#### PROVIDED DATA ####

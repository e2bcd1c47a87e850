//! System configuration parameters
//!
//! All tunable parameters for the Firewatch monitor.  Thresholds, timing and
//! the audible alert signature live here; pin numbers live in `pins`.

use serde::{Deserialize, Serialize};

use crate::error::{Error, Result};

/// Upper bound on pulses in one audible burst.
pub const MAX_BUZZER_PULSES: u8 = 50;

/// Core system configuration
#[derive(Debug, Clone, PartialEq, Serialize, Deserialize)]
pub struct MonitorConfig {
    // --- Classification thresholds ---
    /// Temperature (Celsius) at which the system enters Attention
    pub attention_threshold_c: f32,
    /// Temperature (Celsius) at which the system enters Critical
    pub critical_threshold_c: f32,

    // --- Sensor conversion ---
    /// Full-scale raw ADC value
    pub adc_max_raw: u16,
    /// Temperature span covered by the full ADC range (Celsius)
    pub sensor_span_c: f32,
    /// Temperature reported at raw = 0 (Celsius)
    pub sensor_offset_c: f32,

    // --- Inputs ---
    /// Minimum quiet interval between two accepted button edges (milliseconds)
    pub debounce_ms: u32,

    // --- Timing ---
    /// Main loop interval (milliseconds)
    pub loop_interval_ms: u32,
    /// Status snapshot interval (milliseconds)
    pub report_interval_ms: u32,

    // --- Alert signature ---
    /// Countdown start value shown on the indicator matrix (0-9)
    pub countdown_start: u8,
    /// Pulses per audible burst (1-50)
    pub buzzer_pulses: u8,
    /// Buzzer on-time per pulse (microseconds)
    pub buzzer_on_us: u32,
    /// Silence between pulses (microseconds)
    pub buzzer_off_us: u32,
}

impl Default for MonitorConfig {
    fn default() -> Self {
        Self {
            // Thresholds
            attention_threshold_c: 40.0,
            critical_threshold_c: 60.0,

            // Sensor: 0..4095 maps linearly onto -20..+80 C
            adc_max_raw: 4095,
            sensor_span_c: 100.0,
            sensor_offset_c: -20.0,

            // Inputs
            debounce_ms: 200,

            // Timing
            loop_interval_ms: 100,    // 10 Hz
            report_interval_ms: 1000, // 1 Hz

            // Alert signature
            countdown_start: 9,
            buzzer_pulses: 5,
            buzzer_on_us: 5_000,
            buzzer_off_us: 10_000,
        }
    }
}

impl MonitorConfig {
    /// Reject out-of-range values.  Never clamps.
    pub fn validate(&self) -> Result<()> {
        let ordered = self
            .attention_threshold_c
            .partial_cmp(&self.critical_threshold_c)
            == Some(core::cmp::Ordering::Less);
        if !ordered {
            return Err(Error::Config(
                "attention threshold must be below critical threshold",
            ));
        }
        if self.adc_max_raw == 0 {
            return Err(Error::Config("adc_max_raw must be non-zero"));
        }
        if self.countdown_start > 9 {
            return Err(Error::Config("countdown_start must fit a single digit"));
        }
        if self.buzzer_pulses == 0 || self.buzzer_pulses > MAX_BUZZER_PULSES {
            return Err(Error::Config("buzzer_pulses must be within 1..=50"));
        }
        if self.loop_interval_ms == 0 || self.report_interval_ms == 0 {
            return Err(Error::Config("loop and report intervals must be non-zero"));
        }
        if self.report_interval_ms < self.loop_interval_ms {
            return Err(Error::Config(
                "report interval must not be shorter than the loop interval",
            ));
        }
        Ok(())
    }

    /// Number of main-loop iterations between two status snapshots.
    pub fn report_every_ticks(&self) -> u32 {
        (self.report_interval_ms / self.loop_interval_ms.max(1)).max(1)
    }
}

####

§ REQUIRED ACTION
The answer must be every line from the records above that contains the word "which", copied out.

§ RESULT BELOW
    /// Temperature (Celsius) at which the system enters Attention
    /// Temperature (Celsius) at which the system enters Critical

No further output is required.